Skills training is designed to enhance the abilities and instincts of a player and can be translated to in-game situations. The way dribbling drills improve a basketball player’s ball handling skills, gauntlet drills improves a receiver’s catching ability and batting practice improves a hitter’s pitch recognition.
But how much are skills worth if you don’t have the quickness to get by your opponent, the strength to hold your position or the endurance to make that final push at the end of the game. That’s what performance training is, and for Michael Butler, founder of Champion Performance Training, believes that it is even more important than skills training.
“You need to have some skills training,” Butler said. “But what good is having a great skill if you don’t have endurance, lateral movement, explosiveness on the floor, or if you’re not strong.”
Champion Performance Training was founded in 2003 and their focus is to “fulfill the demands of athletes desiring to enhance their athletic abilities by providing a unique and comprehensive fitness program that offers state of the art, science based athletic training.”
“I try and keep everything science based,” Butler said. “The research is done for you, but it’s how you apply it in your program and how you make it fit to satisfy the needs of your athletes.
This year alone, Butler has nine NCAA Division I signees that have trained with him. Athletes such as Tremayne Anchrum (Clemson), Taylor Trammell (Ga Tech), Alex Speas (Auburn), C.J. Windham (Middle Tennessee State University), Xavion Curry (Ga. Tech), Allen Cater (North Carolina), Ajani Kerr (Ga Tech), Julian Rochester (UGA), and Sam Jackson (SDSU) are just a few of his clients that signed with a school this year.
Butler’s program uses drills that are relative to the field of play to prepare his athletes. He firmly believes that the work he does enhancing his athletes performance ability is more valuable in the long term than relying on their skills and talent alone. Butler also debunks a couple common development myths.
“The most progress will be at that age where they are growing into adolescence at 13, 14 and 15 years old…It has a lot to do with what they’ve done coming into their sports, which is a lot of times nothing and they just relied on athleticism,” Butler said. “And if they have worked with a trainer, a lot of times they don’t work with trainers that really put a lot of emphasis on the science.”
Butler enjoys getting athletes in the 13-15 range so he can begin working them through his strength training program to prepare them for the next level. His strength training focuses on explosive lifts and gives them a head start in the weight room when they get to high school.
“By the time they get to high school, they clearly know the explosive lifts and a lot of times become leaders in the weight room,” he said.”It helps them grow that much more even outside our facility because they have a clear understanding of what to do.”
One major point of concern that Butler addresses is the physical toll that year round amateur athletics can take on a developing athlete’s body. The non-stop, cyclical schedule doesn’t give the athlete’s body time to rest, recover and rebuild.

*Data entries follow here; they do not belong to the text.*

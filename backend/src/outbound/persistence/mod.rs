//! PostgreSQL persistence adapters using Diesel.
//!
//! Adapters only translate between row structs and domain types. Row
//! structs (`models`) and table definitions (`schema`) stay private to this
//! module. Connections come from a `bb8` pool over `diesel-async`.

mod diesel_role_repository;
mod diesel_user_repository;
mod error_mapping;
mod migrations;
mod models;
mod pool;
mod schema;

pub use diesel_role_repository::DieselRoleRepository;
pub use diesel_user_repository::DieselUserRepository;
pub use migrations::{MigrationError, run_pending_migrations};
pub use pool::{DbPool, PoolConfig, PoolError};
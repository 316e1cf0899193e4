//! Decoded registration submission.

use std::fmt;

use zeroize::Zeroizing;

use crate::domain::ProfileImageUpload;

/// Values submitted through the registration form.
///
/// Text fields arrive trimmed from the inbound adapter. Passwords are kept
/// verbatim and wiped on drop.
#[derive(Clone, Default)]
pub struct RegistrationForm {
    /// `fullname` part.
    pub full_name: String,
    /// `email` part.
    pub email: String,
    /// `username` part.
    pub username: String,
    /// `password` part.
    pub password: Zeroizing<String>,
    /// `cPassword` part.
    pub confirm_password: Zeroizing<String>,
    /// `profile_picture` part, when one was sent.
    pub profile_picture: Option<ProfileImageUpload>,
}

impl RegistrationForm {
    /// Values that may be echoed back when the form is re-rendered.
    pub fn prefill(&self) -> FormPrefill {
        FormPrefill {
            full_name: self.full_name.clone(),
            username: self.username.clone(),
            email: self.email.clone(),
        }
    }
}

impl fmt::Debug for RegistrationForm {
    fn fmt(&self, f: &mut fmt::Formatter<'_>) -> fmt::Result {
        f.debug_struct("RegistrationForm")
            .field("full_name", &self.full_name)
            .field("email", &self.email)
            .field("username", &self.username)
            .field("password", &"<redacted>")
            .field("confirm_password", &"<redacted>")
            .field("profile_picture", &self.profile_picture)
            .finish()
    }
}

/// Non-secret form values shown again after a failed submission.
///
/// Password fields are never echoed.
#[derive(Debug, Clone, Default, PartialEq, Eq)]
pub struct FormPrefill {
    /// Full name as submitted.
    pub full_name: String,
    /// Username as submitted.
    pub username: String,
    /// Email as submitted.
    pub email: String,
}
//! Field rules for the registration form.
//!
//! Every check is pure; the uniqueness lookup lives in the service because it
//! needs the user repository.

use crate::domain::{EmailAddress, Username};

use super::errors::{
    CONFIRM_PASSWORD_REQUIRED, EMAIL_INVALID, EMAIL_REQUIRED, EMAIL_TOO_LONG, FULLNAME_REQUIRED,
    FULLNAME_TOO_LONG, PASSWORD_REQUIRED, PASSWORD_WEAK, PASSWORDS_MISMATCH,
    PICTURE_NAME_TOO_LONG, RegistrationErrors, RegistrationField, USERNAME_INVALID,
    USERNAME_REQUIRED, USERNAME_TOO_LONG,
};
use super::form::RegistrationForm;

/// Minimum password length in characters.
pub const MIN_PASSWORD_LEN: usize = 8;

/// Longest accepted full name, in characters. Matches `users.full_name`.
pub const MAX_FULL_NAME_LEN: usize = 255;
/// Longest accepted username, in characters. Matches `users.username`.
pub const MAX_USERNAME_LEN: usize = 64;
/// Longest accepted email, in characters. Matches `users.email`.
pub const MAX_EMAIL_LEN: usize = 255;
/// Longest accepted picture file name; `users.profile_picture` also holds
/// the `/images/` prefix.
pub const MAX_PICTURE_NAME_LEN: usize = 504;

/// True when `value` holds nothing but whitespace.
#[must_use]
pub fn is_blank(value: &str) -> bool {
    value.trim().is_empty()
}

/// True when `value` has more than `max` characters.
#[must_use]
pub fn exceeds(value: &str, max: usize) -> bool {
    value.chars().count() > max
}

/// True when `value` is a letter followed by letters and digits.
#[must_use]
pub fn is_valid_username(value: &str) -> bool {
    Username::new(value).is_ok()
}

/// True when `value` has the `local@domain.tld` shape.
#[must_use]
pub fn is_valid_email(value: &str) -> bool {
    EmailAddress::new(value).is_ok()
}

/// At least eight characters with one ASCII uppercase letter, one ASCII
/// digit and one symbol. A symbol is any non-whitespace, non-alphanumeric
/// character.
#[must_use]
pub fn is_strong_password(password: &str) -> bool {
    let long_enough = password.chars().count() >= MIN_PASSWORD_LEN;
    let has_upper = password.chars().any(|c| c.is_ascii_uppercase());
    let has_digit = password.chars().any(|c| c.is_ascii_digit());
    let has_symbol = password
        .chars()
        .any(|c| !c.is_alphanumeric() && !c.is_whitespace());
    long_enough && has_upper && has_digit && has_symbol
}

/// True when the confirmation repeats the password exactly.
#[must_use]
pub fn passwords_match(password: &str, confirm_password: &str) -> bool {
    password == confirm_password
}

/// Run every field rule and collect the failures.
///
/// A field that is blank only receives its "required" message; length and
/// shape rules are skipped for it. An over-long field reports its length and
/// skips the shape rule.
#[must_use]
pub fn validate_form(form: &RegistrationForm) -> RegistrationErrors {
    let mut errors = RegistrationErrors::default();

    let required = [
        (RegistrationField::FullName, form.full_name.as_str(), FULLNAME_REQUIRED),
        (RegistrationField::Username, form.username.as_str(), USERNAME_REQUIRED),
        (RegistrationField::Email, form.email.as_str(), EMAIL_REQUIRED),
        (RegistrationField::Password, form.password.as_str(), PASSWORD_REQUIRED),
        (
            RegistrationField::ConfirmPassword,
            form.confirm_password.as_str(),
            CONFIRM_PASSWORD_REQUIRED,
        ),
    ];
    for (field, value, message) in required {
        if is_blank(value) {
            errors.set(field, message);
        }
    }

    let limits = [
        (
            RegistrationField::FullName,
            form.full_name.as_str(),
            MAX_FULL_NAME_LEN,
            FULLNAME_TOO_LONG,
        ),
        (
            RegistrationField::Username,
            form.username.as_str(),
            MAX_USERNAME_LEN,
            USERNAME_TOO_LONG,
        ),
        (
            RegistrationField::Email,
            form.email.as_str(),
            MAX_EMAIL_LEN,
            EMAIL_TOO_LONG,
        ),
    ];
    for (field, value, max, message) in limits {
        if !errors.has(field) && exceeds(value, max) {
            errors.set(field, message);
        }
    }
    let long_picture_name = form.profile_picture.as_ref().is_some_and(|upload| {
        upload.has_file() && exceeds(upload.file_name(), MAX_PICTURE_NAME_LEN)
    });
    if long_picture_name {
        errors.set(RegistrationField::General, PICTURE_NAME_TOO_LONG);
    }

    if !errors.has(RegistrationField::Username) && !is_valid_username(&form.username) {
        errors.set(RegistrationField::Username, USERNAME_INVALID);
    }
    if !errors.has(RegistrationField::Email) && !is_valid_email(&form.email) {
        errors.set(RegistrationField::Email, EMAIL_INVALID);
    }
    if !errors.has(RegistrationField::Password) && !is_strong_password(&form.password) {
        errors.set(RegistrationField::Password, PASSWORD_WEAK);
    }
    if !errors.has(RegistrationField::ConfirmPassword)
        && !passwords_match(&form.password, &form.confirm_password)
    {
        errors.set(RegistrationField::ConfirmPassword, PASSWORDS_MISMATCH);
    }

    errors
}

“Seasons last so long now, it’s unbelievable,” he said. “It’s up to the parents to take one of those periods, if no longer than just 90 days. That kid needs to have a good, solid, quality 90-day program that could just get their legs under them. Get them strong and jump back into the sport after that. The break away from the sport will also help with the rigors of playing everyday.”
Another myth that clearly bothers Butler, is the idea that what was good enough in the past is good enough today. Butler specifically mentioned times where his players reported back to him that instead of accepting a different approach, their coaches would leave them with the “it worked for me so it should work for you” approach.
“The coach will have the deer in the headlight eyes and then resort to the same answer most of the time,” Butler said. “That’s one of the myths right there. You cannot do what’s been dated and continue to do that in an industry that’s ever-changing. The athletes are bigger, stronger and faster now than they were 30 years ago. If you have somebody that is trying to train a kid the way they were trained without some type of foundation or background that is relevant to todays athletes, then in my opinion they’re going to miss the boat.”
Butler has been training young athletes for more than 15 years and his growth is tangible. He now has two locations where he and his instructors train. The Baseball/ Softball Skills Development Center in Austell, Ga., and the Champfit Grindhouse in Powder Springs, Ga. There are three different training levels (Junior, Advanced and Elite) which suit the needs of the athlete in training. At all levels, Butler and his instructors teach form above all else.
“Without proper form, it’s all for nothing,” he said.” And you won’t get any growth without proper form.”